:: Problem details ::
Track down each line below containing the string "reply" and copy it.

:: Data under study ::

▽

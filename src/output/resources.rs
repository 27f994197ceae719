//! Generic output for AWX resources
//!
//! Table and CSV show the fields every resource shares (id, name,
//! description); JSON and YAML serialize the full records.

use comfy_table::{presets::NOTHING, Table};
use serde::Serialize;

use super::common::{escape_csv, print_json, print_yaml};
use crate::awx::AwxResource;
use crate::cli::OutputFormat;

/// Resource tagged with the parent it was listed under
#[derive(Serialize)]
struct RelatedEntry<'a, T> {
    parent_id: i64,
    #[serde(flatten)]
    resource: &'a T,
}

/// Output a flat list of resources
pub fn output_resources<T>(items: &[T], format: OutputFormat, no_header: bool)
where
    T: AwxResource + Serialize,
{
    match format {
        OutputFormat::Table => {
            let mut table = Table::new();
            table.load_preset(NOTHING);
            if !no_header {
                table.set_header(vec!["ID", "NAME", "DESCRIPTION"]);
            }
            for item in items {
                table.add_row(vec![item.id().to_string().as_str(), item.name(), item.description()]);
            }
            println!("{table}");
            if !no_header {
                println!("\nTotal: {}", items.len());
            }
        }
        OutputFormat::Csv => {
            if !no_header {
                println!("id,name,description");
            }
            for item in items {
                println!(
                    "{},{},{}",
                    item.id(),
                    escape_csv(item.name()),
                    escape_csv(item.description())
                );
            }
        }
        OutputFormat::Json => print_json(items),
        OutputFormat::Yaml => print_yaml(items),
    }
}

/// Output resources grouped by the parent they were listed under
///
/// `parent_label` names the parent column (e.g. "ORG").
pub fn output_related<T>(
    groups: &[(i64, Vec<T>)],
    parent_label: &str,
    format: OutputFormat,
    no_header: bool,
) where
    T: AwxResource + Serialize,
{
    match format {
        OutputFormat::Table => {
            let mut table = Table::new();
            table.load_preset(NOTHING);
            if !no_header {
                table.set_header(vec![parent_label, "ID", "NAME", "DESCRIPTION"]);
            }
            let mut total = 0;
            for (parent_id, items) in groups {
                for item in items {
                    total += 1;
                    table.add_row(vec![
                        parent_id.to_string().as_str(),
                        item.id().to_string().as_str(),
                        item.name(),
                        item.description(),
                    ]);
                }
            }
            println!("{table}");
            if !no_header {
                println!("\nTotal: {}", total);
            }
        }
        OutputFormat::Csv => {
            if !no_header {
                println!("{},id,name,description", parent_label.to_lowercase());
            }
            for (parent_id, items) in groups {
                for item in items {
                    println!(
                        "{},{},{},{}",
                        parent_id,
                        item.id(),
                        escape_csv(item.name()),
                        escape_csv(item.description())
                    );
                }
            }
        }
        OutputFormat::Json => print_json(&related_entries(groups)),
        OutputFormat::Yaml => print_yaml(&related_entries(groups)),
    }
}

fn related_entries<T>(groups: &[(i64, Vec<T>)]) -> Vec<RelatedEntry<'_, T>> {
    groups
        .iter()
        .flat_map(|(parent_id, items)| {
            items.iter().map(move |resource| RelatedEntry {
                parent_id: *parent_id,
                resource,
            })
        })
        .collect()
}
//! Get command resource definitions and arguments

use clap::{Parser, Subcommand};

use super::common::{parse_key_val, OutputFormat};
use super::enums::{OrgRelation, RoleRelation, TokenKind};

/// Resource types for the 'get' command
#[derive(Subcommand, Debug)]
pub enum GetResource {
    /// Get organizations
    #[command(
        visible_alias = "orgs",
        visible_alias = "organization",
        visible_alias = "organizations"
    )]
    Org(OrgArgs),

    /// Get a related collection of one or more organizations
    #[command(visible_alias = "org-resources")]
    OrgResource(OrgResourceArgs),

    /// Get roles
    #[command(visible_alias = "roles")]
    Role(RoleArgs),

    /// Get a related collection of a role
    #[command(visible_alias = "role-resources")]
    RoleResource(RoleResourceArgs),

    /// Get OAuth2 tokens
    #[command(visible_alias = "tokens")]
    Token(TokenArgs),

    /// Get the tokens of a user
    #[command(visible_alias = "user-tokens")]
    UserToken(UserTokenArgs),
}

/// Arguments for 'get org' subcommand
#[derive(Parser, Debug)]
pub struct OrgArgs {
    /// Organization ID (if specified, shows only that organization)
    pub id: Option<i64>,

    /// Filter organizations by name (substring match)
    #[arg(short, long)]
    pub filter: Option<String>,

    /// Extra query parameter (KEY=VALUE, repeatable)
    #[arg(short = 'p', long = "param", value_parser = parse_key_val)]
    pub params: Vec<(String, String)>,

    /// Output format
    #[arg(short = 'o', long, value_enum, default_value_t = OutputFormat::Table)]
    pub output: OutputFormat,
}

/// Arguments for 'get org-resource' subcommand
#[derive(Parser, Debug)]
pub struct OrgResourceArgs {
    /// Related collection to list
    #[arg(value_enum)]
    pub relation: OrgRelation,

    /// Organization ID (repeatable or comma-separated; fetched concurrently)
    #[arg(long = "org", required = true, value_delimiter = ',')]
    pub org: Vec<i64>,

    /// Filter results by name (substring match)
    #[arg(short, long)]
    pub filter: Option<String>,

    /// Extra query parameter (KEY=VALUE, repeatable)
    #[arg(short = 'p', long = "param", value_parser = parse_key_val)]
    pub params: Vec<(String, String)>,

    /// Output format
    #[arg(short = 'o', long, value_enum, default_value_t = OutputFormat::Table)]
    pub output: OutputFormat,
}

/// Arguments for 'get role' subcommand
#[derive(Parser, Debug)]
pub struct RoleArgs {
    /// Role ID (if specified, shows only that role)
    pub id: Option<i64>,

    /// Filter roles by name (substring match)
    #[arg(short, long)]
    pub filter: Option<String>,

    /// Extra query parameter (KEY=VALUE, repeatable)
    #[arg(short = 'p', long = "param", value_parser = parse_key_val)]
    pub params: Vec<(String, String)>,

    /// Output format
    #[arg(short = 'o', long, value_enum, default_value_t = OutputFormat::Table)]
    pub output: OutputFormat,
}

/// Arguments for 'get role-resource' subcommand
#[derive(Parser, Debug)]
pub struct RoleResourceArgs {
    /// Related collection to list
    #[arg(value_enum)]
    pub relation: RoleRelation,

    /// Role ID
    #[arg(long)]
    pub role: i64,

    /// Filter results by name (substring match)
    #[arg(short, long)]
    pub filter: Option<String>,

    /// Extra query parameter (KEY=VALUE, repeatable)
    #[arg(short = 'p', long = "param", value_parser = parse_key_val)]
    pub params: Vec<(String, String)>,

    /// Output format
    #[arg(short = 'o', long, value_enum, default_value_t = OutputFormat::Table)]
    pub output: OutputFormat,
}

/// Arguments for 'get token' subcommand
#[derive(Parser, Debug)]
pub struct TokenArgs {
    /// Token ID (if specified, shows only that token)
    pub id: Option<i64>,

    /// Hide tokens that already expired
    #[arg(long, default_value_t = false)]
    pub active: bool,

    /// Extra query parameter (KEY=VALUE, repeatable)
    #[arg(short = 'p', long = "param", value_parser = parse_key_val)]
    pub params: Vec<(String, String)>,

    /// Output format
    #[arg(short = 'o', long, value_enum, default_value_t = OutputFormat::Table)]
    pub output: OutputFormat,
}

/// Arguments for 'get user-token' subcommand
#[derive(Parser, Debug)]
pub struct UserTokenArgs {
    /// Token ID (if specified, shows only that token)
    pub id: Option<i64>,

    /// Owner user ID
    #[arg(long)]
    pub user: i64,

    /// Which tokens of the user to read
    #[arg(short, long, value_enum, default_value_t = TokenKind::Regular)]
    pub kind: TokenKind,

    /// Hide tokens that already expired
    #[arg(long, default_value_t = false)]
    pub active: bool,

    /// Extra query parameter (KEY=VALUE, repeatable)
    #[arg(short = 'p', long = "param", value_parser = parse_key_val)]
    pub params: Vec<(String, String)>,

    /// Output format
    #[arg(short = 'o', long, value_enum, default_value_t = OutputFormat::Table)]
    pub output: OutputFormat,
}
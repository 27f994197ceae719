//! Token command handlers

use chrono::Utc;
use log::debug;

use crate::awx::AwxClient;
use crate::cli::to_query_params;
use crate::output::output_tokens;
use crate::ui::{create_spinner, finish_spinner};
use crate::{Cli, Command, GetResource};

use super::Token;

/// Run the token list command
pub async fn run_token_command(
    client: &AwxClient,
    cli: &Cli,
) -> std::result::Result<(), Box<dyn std::error::Error>> {
    let Command::Get {
        resource: GetResource::Token(args),
    } = &cli.command
    else {
        unreachable!()
    };

    let params = to_query_params(&args.params);
    let spinner = create_spinner("Fetching tokens...", cli.batch);

    let result = match args.id {
        Some(id) => client.get_token(id, &params).await.map(|t| vec![t]),
        None => client.list_tokens(&params).await,
    };
    finish_spinner(spinner);
    let mut tokens = result?;

    if args.active {
        retain_active(&mut tokens);
    }

    output_tokens(&tokens, args.output, cli.no_header);
    Ok(())
}

/// Drop tokens that expired already
pub(crate) fn retain_active(tokens: &mut Vec<Token>) {
    let now = Utc::now();
    let before = tokens.len();
    tokens.retain(|t| !t.is_expired(now));
    debug!("Dropped {} expired tokens", before - tokens.len());
}
//! Mandatory-field checks for request payloads

use crate::error::{AwxError, Result};

use super::Payload;

/// Check `payload` for every name in `required`
///
/// Returns the absent names (in `required` order) and whether all were present.
pub fn validate_params(payload: &Payload, required: &[&str]) -> (Vec<String>, bool) {
    let missing: Vec<String> = required
        .iter()
        .filter(|field| !payload.contains_key(**field))
        .map(|field| field.to_string())
        .collect();
    let all_present = missing.is_empty();
    (missing, all_present)
}

/// Fail with [`AwxError::MissingFields`] unless every required field is present
pub fn require_fields(payload: &Payload, required: &[&str]) -> Result<()> {
    let (missing, all_present) = validate_params(payload, required);
    if all_present {
        Ok(())
    } else {
        Err(AwxError::MissingFields(missing))
    }
}
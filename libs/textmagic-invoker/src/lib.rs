#![cfg_attr(coverage_nightly, feature(coverage_attribute))]

//! Client-side invoker for the TextMagic SMS gateway HTTP API.
//!
//! The crate does one thing: it sends a single authenticated command to the
//! gateway as a form-encoded HTTP POST and hands back the raw textual
//! response. There is no retry policy, no response parsing and no protocol
//! state; higher-level command wrappers own all of that.
//!
//! # Request shape
//!
//! Every invocation posts a body of `application/x-www-form-urlencoded`
//! fields in a fixed order: `cmd`, `username`, `password`, then the
//! command-specific parameters in the order the caller supplied them.
//! A 2xx status returns the entity body verbatim; anything else (and any
//! transport failure) surfaces as a single [`ServiceInvokerError`].
//!
//! # Example
//!
//! ```ignore
//! use textmagic_invoker::HttpServiceInvoker;
//!
//! let invoker = HttpServiceInvoker::new()?;
//! let reply = invoker
//!     .invoke("user1", "pass1", "send", &[("phone", "1555123"), ("text", "hi")])
//!     .await?;
//! // reply is the raw gateway response, e.g. "OK:12345"
//! ```
//!
//! The HTTP transport is a seam: [`HttpTransport`] is injected at
//! construction, so tests (and embedders with their own client stack) can
//! substitute the default hyper-based [`HyperTransport`].

mod config;
mod error;
mod invoker;
mod transport;

pub use config::{DEFAULT_REQUEST_TIMEOUT, InvokerConfig, TEXTMAGIC_API_URL, TransportSecurity};
pub use error::{BoxError, ServiceInvokerError};
pub use invoker::HttpServiceInvoker;
pub use transport::{HttpTransport, HyperTransport, TransportResponse};
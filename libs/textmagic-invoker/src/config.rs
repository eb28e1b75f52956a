//! Invoker configuration.
//!
//! Endpoint and transport settings are plain data passed at construction
//! time; [`crate::HyperTransport::from_config`] consumes them to build the
//! transport handle. There is no subclassing-style override surface.

use std::time::Duration;

/// Production gateway endpoint.
pub const TEXTMAGIC_API_URL: &str = "https://www.textmagic.com/app/api";

/// Default per-request timeout applied by the built-in transport.
pub const DEFAULT_REQUEST_TIMEOUT: Duration = Duration::from_secs(30);

/// Transport security configuration
///
/// Controls whether the transport enforces TLS or allows insecure HTTP.
#[derive(Debug, Clone, Copy, Default, PartialEq, Eq)]
#[non_exhaustive]
pub enum TransportSecurity {
    /// Require TLS for all connections (HTTPS only) - default and recommended
    #[default]
    TlsOnly,
    /// Allow insecure HTTP connections (for testing with mock servers only)
    ///
    /// **WARNING**: This should only be used for local testing with mock
    /// servers. Never use in production as it exposes credentials in
    /// cleartext.
    AllowInsecureHttp,
}

/// Configuration for [`crate::HttpServiceInvoker`]
///
/// Both the endpoint URL and the transport handle built from this config are
/// treated as immutable once the invoker is constructed.
#[derive(Debug, Clone)]
pub struct InvokerConfig {
    /// Gateway endpoint URL (default: [`TEXTMAGIC_API_URL`])
    pub api_url: String,

    /// Per-request timeout (default: 30 seconds)
    ///
    /// Applies to the whole exchange, from connection establishment to the
    /// last body byte. `None` disables the timeout entirely and leaves the
    /// call waiting on the peer.
    pub request_timeout: Option<Duration>,

    /// Transport security mode (default: [`TransportSecurity::TlsOnly`])
    pub transport: TransportSecurity,
}

impl Default for InvokerConfig {
    fn default() -> Self {
        Self {
            api_url: TEXTMAGIC_API_URL.to_owned(),
            request_timeout: Some(DEFAULT_REQUEST_TIMEOUT),
            transport: TransportSecurity::default(),
        }
    }
}

#[cfg(test)]
#[cfg_attr(coverage_nightly, coverage(off))]
mod tests {
    use super::*;

    #[test]
    fn default_config_points_at_production_gateway() {
        let config = InvokerConfig::default();

        assert_eq!(config.api_url, "https://www.textmagic.com/app/api");
        assert_eq!(config.request_timeout, Some(Duration::from_secs(30)));
        assert_eq!(config.transport, TransportSecurity::TlsOnly);
    }

    #[test]
    fn endpoint_override_keeps_remaining_defaults() {
        let config = InvokerConfig {
            api_url: "https://staging.example.com/app/api".to_owned(),
            ..InvokerConfig::default()
        };

        assert_eq!(config.api_url, "https://staging.example.com/app/api");
        assert_eq!(config.transport, TransportSecurity::TlsOnly);
    }
}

△

:: Answer space ::
//! let reply = invoker
//! // reply is the raw gateway response, e.g. "OK:12345"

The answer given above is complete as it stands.